I saw the title of this thread and wondered if you have had banana wine before. Or is this just a new venture in a new taste?
 
It's my first time doing banana wine.

So, the bentonite doesn't seem to be doing anything at all. So there's nothing else but time now I guess.
 
Bentonite followed by sparkolloid is the magic 1-2 clarifying punch for me, but I've never made a solely banana wine. My "banana" wine I made a few years ago was 2/3 apple and 1/3 banana. I don't think I'd want to try just bananas.
 
I made banana-cranberry wine a few years ago. At the end of primary fermentation, I poured it through a large mesh bag to strain out some of the banana pulp. Then I gave it 6 months to clear. I added pectic enzyme at the beginning, but did not add any other clarifying agents.
 
Yeah, so hopefully it's just a matter of time then before it clears up.

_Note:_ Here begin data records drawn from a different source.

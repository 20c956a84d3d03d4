/// Recipe service - validate-then-persist and validate-then-query passes
/// over the recipe repository.
///
/// The failure policy is deliberately per-operation: create hides store
/// detail behind a static message, update downgrades store failures to a
/// client error with the raw message, and the remaining operations surface
/// the raw message as a server error.
use crate::db::recipe_repo;
use crate::error::{AppError, Result};
use crate::models::{NewRecipe, Recipe, RecipePatch};
use sqlx::PgPool;
use uuid::Uuid;

pub const NOT_FOUND_MESSAGE: &str = "Recipe not found";
pub const CREATE_FAILED_MESSAGE: &str = "Failed to create recipe. Please try again later.";

pub struct RecipeService {
    pool: PgPool,
}

impl RecipeService {
    pub fn new(pool: PgPool) -> Self {
        Self { pool }
    }

    /// Persist a validated recipe and return it with its assigned id
    pub async fn create_recipe(&self, recipe: NewRecipe) -> Result<Recipe> {
        recipe_repo::create(&self.pool, &recipe).await.map_err(|err| {
            tracing::error!("Recipe insert failed: {}", err);
            AppError::Internal(CREATE_FAILED_MESSAGE.to_string())
        })
    }

    /// Fetch one page of recipes plus the total count of stored recipes
    pub async fn list_recipes(&self, page: i64, page_size: i64) -> Result<(Vec<Recipe>, i64)> {
        let skip = (page - 1).saturating_mul(page_size);
        let recipes = recipe_repo::find_page(&self.pool, skip, page_size).await?;
        let total_items = recipe_repo::count(&self.pool).await?;

        Ok((recipes, total_items))
    }

    /// Get a recipe by id
    pub async fn get_recipe(&self, recipe_id: Uuid) -> Result<Recipe> {
        match recipe_repo::find_by_id(&self.pool, recipe_id).await? {
            Some(recipe) => Ok(recipe),
            None => Err(AppError::NotFound(NOT_FOUND_MESSAGE.to_string())),
        }
    }

    /// Apply a validated patch and return the post-update recipe
    pub async fn update_recipe(&self, recipe_id: Uuid, patch: RecipePatch) -> Result<Recipe> {
        let updated = recipe_repo::find_by_id_and_update(&self.pool, recipe_id, &patch)
            .await
            .map_err(|err| AppError::BadRequest(err.to_string()))?;

        match updated {
            Some(recipe) => Ok(recipe),
            None => Err(AppError::NotFound(NOT_FOUND_MESSAGE.to_string())),
        }
    }

    /// Remove a recipe by id, returning the removed row
    pub async fn delete_recipe(&self, recipe_id: Uuid) -> Result<Recipe> {
        match recipe_repo::find_by_id_and_delete(&self.pool, recipe_id).await? {
            Some(recipe) => Ok(recipe),
            None => Err(AppError::NotFound(NOT_FOUND_MESSAGE.to_string())),
        }
    }
}
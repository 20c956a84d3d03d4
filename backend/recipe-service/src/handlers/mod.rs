/// HTTP handlers for recipe endpoints
pub mod recipes;

// Re-export handler functions at module level
pub use recipes::{create_recipe, delete_recipe, get_recipe, list_recipes, update_recipe};
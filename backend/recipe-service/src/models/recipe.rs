use chrono::{DateTime, Utc};
/// Recipe model
use serde::{Deserialize, Serialize};
use sqlx::FromRow;
use utoipa::ToSchema;
use uuid::Uuid;

/// Recipe category, stored as the `recipe_category` Postgres enum type.
#[derive(Debug, Clone, Copy, PartialEq, Eq, Serialize, Deserialize, sqlx::Type, ToSchema)]
#[sqlx(type_name = "recipe_category")]
pub enum RecipeCategory {
    #[sqlx(rename = "Appetizer")]
    Appetizer,
    #[serde(rename = "Main Course")]
    #[sqlx(rename = "Main Course")]
    MainCourse,
    #[sqlx(rename = "Dessert")]
    Dessert,
}

impl RecipeCategory {
    /// Accepted wire values, in display order.
    pub const ALLOWED: [&'static str; 3] = ["Appetizer", "Main Course", "Dessert"];

    pub fn parse(value: &str) -> Option<Self> {
        match value {
            "Appetizer" => Some(RecipeCategory::Appetizer),
            "Main Course" => Some(RecipeCategory::MainCourse),
            "Dessert" => Some(RecipeCategory::Dessert),
            _ => None,
        }
    }

    pub fn as_str(&self) -> &'static str {
        match self {
            RecipeCategory::Appetizer => "Appetizer",
            RecipeCategory::MainCourse => "Main Course",
            RecipeCategory::Dessert => "Dessert",
        }
    }
}

#[derive(Debug, Clone, Serialize, Deserialize, FromRow, ToSchema)]
#[serde(rename_all = "camelCase")]
pub struct Recipe {
    pub id: Uuid,
    pub title: String,
    pub ingredients: Vec<String>,
    pub instructions: String,
    pub category: RecipeCategory,
    pub cooking_time: i32,
    pub created_at: DateTime<Utc>,
    pub updated_at: DateTime<Utc>,
}

/// Fields for inserting a new recipe. The store assigns `id` and timestamps.
#[derive(Debug, Clone)]
pub struct NewRecipe {
    pub title: String,
    pub ingredients: Vec<String>,
    pub instructions: String,
    pub category: RecipeCategory,
    pub cooking_time: i32,
}

/// Partial update; `None` fields keep their stored value.
#[derive(Debug, Clone, Default)]
pub struct RecipePatch {
    pub title: Option<String>,
    pub ingredients: Option<Vec<String>>,
    pub instructions: Option<String>,
    pub category: Option<RecipeCategory>,
    pub cooking_time: Option<i32>,
}

#[cfg(test)]
mod tests {
    use super::*;

    #[test]
    fn test_category_parse_roundtrip() {
        for value in RecipeCategory::ALLOWED {
            let category = RecipeCategory::parse(value).expect("allowed category parses");
            assert_eq!(category.as_str(), value);
        }
    }

    #[test]
    fn test_category_parse_rejects_unknown() {
        assert!(RecipeCategory::parse("Soup").is_none());
        assert!(RecipeCategory::parse("appetizer").is_none());
        assert!(RecipeCategory::parse("").is_none());
    }

    #[test]
    fn test_category_serializes_with_space() {
        let json = serde_json::to_string(&RecipeCategory::MainCourse).expect("serialize");
        assert_eq!(json, "\"Main Course\"");
    }
}
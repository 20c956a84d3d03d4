/// Error types for recipe-service
///
/// Errors are converted to the HTTP responses the API exposes: a JSON body
/// of the form `{"message": "..."}` with the status carried by the variant.
use actix_web::{error::ResponseError, http::StatusCode, HttpResponse};
use thiserror::Error;

/// Result type for recipe-service operations
pub type Result<T> = std::result::Result<T, AppError>;

#[derive(Debug, Error)]
pub enum AppError {
    /// Client-supplied data violates the recipe schema
    #[error("{0}")]
    Validation(String),

    /// Client error carrying the raw underlying message (update path)
    #[error("{0}")]
    BadRequest(String),

    /// No entity with the given id
    #[error("{0}")]
    NotFound(String),

    /// Persistence failure surfaced with its raw message
    #[error("{0}")]
    Database(String),

    /// Server failure with a static message; detail stays in the logs
    #[error("{0}")]
    Internal(String),
}

impl ResponseError for AppError {
    fn status_code(&self) -> StatusCode {
        match self {
            AppError::Validation(_) | AppError::BadRequest(_) => StatusCode::BAD_REQUEST,
            AppError::NotFound(_) => StatusCode::NOT_FOUND,
            AppError::Database(_) | AppError::Internal(_) => StatusCode::INTERNAL_SERVER_ERROR,
        }
    }

    fn error_response(&self) -> HttpResponse {
        HttpResponse::build(self.status_code()).json(serde_json::json!({
            "message": self.to_string(),
        }))
    }
}

impl From<sqlx::Error> for AppError {
    fn from(err: sqlx::Error) -> Self {
        tracing::error!("Database error: {}", err);
        AppError::Database(err.to_string())
    }
}

#[cfg(test)]
mod tests {
    use super::*;

    #[test]
    fn test_status_codes() {
        assert_eq!(
            AppError::Validation("bad title".into()).status_code(),
            StatusCode::BAD_REQUEST
        );
        assert_eq!(
            AppError::BadRequest("raw".into()).status_code(),
            StatusCode::BAD_REQUEST
        );
        assert_eq!(
            AppError::NotFound("Recipe not found".into()).status_code(),
            StatusCode::NOT_FOUND
        );
        assert_eq!(
            AppError::Database("connection reset".into()).status_code(),
            StatusCode::INTERNAL_SERVER_ERROR
        );
        assert_eq!(
            AppError::Internal("oops".into()).status_code(),
            StatusCode::INTERNAL_SERVER_ERROR
        );
    }

    #[test]
    fn test_display_is_raw_message() {
        let err = AppError::NotFound("Recipe not found".into());
        assert_eq!(err.to_string(), "Recipe not found");
    }
}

Just curious, we know that a pectic haze will clear up on its own given enough time. But is it the same for protein haze and starch haze? I think I read somewhere that of those would never clear on their own.
 
Just curious, we know that a pectic haze will clear up on its own given enough time. But is it the same for protein haze and starch haze? I think I read somewhere that of those would never clear on their own.
That is an important distinction. It depends on what is causing the haze. I think that there are ways of testing that. There is some good info here: https://homebrewanswers.com/clearing-hazy-cloudy-wine/ Please note that if you do the test for pectin haze, do NOT return the test sample to the carboy because methanol is poisonous.

I would wait for a while to see if it clears. Some types of haze can be cleared up in a few days by cold crashing.
 
Reading that article, combined with all the things I've tried so far, unfortunately makes me think that it's probably a biological haze. I haven't tasted it in a while so maybe I should do that later on today. If it is biological, I'm not sure if it's worth keeping it and letting it take up a bucket or just dump it and start another batch...
 
So I've now given it another month but nothing has happened, and now the taste has turned real bad. So if I had to guess, it was a biological haze because the wine was bad and destined for the drains.
 
In my experience banana wine which is my main wine only clears when there is absolutely nothing present in it. The smallest bit of bacteria or suspended solids will cloud it. And because its so sweet if you don't effectively kill all yeast even if it seems dry they will come back and haze your product.
I usually use double the recommended amount of potassium-sorbate and let it sit for a while before I back sweeten. Ive had yeast come back and cloud it up after like 2 months after PS no joke.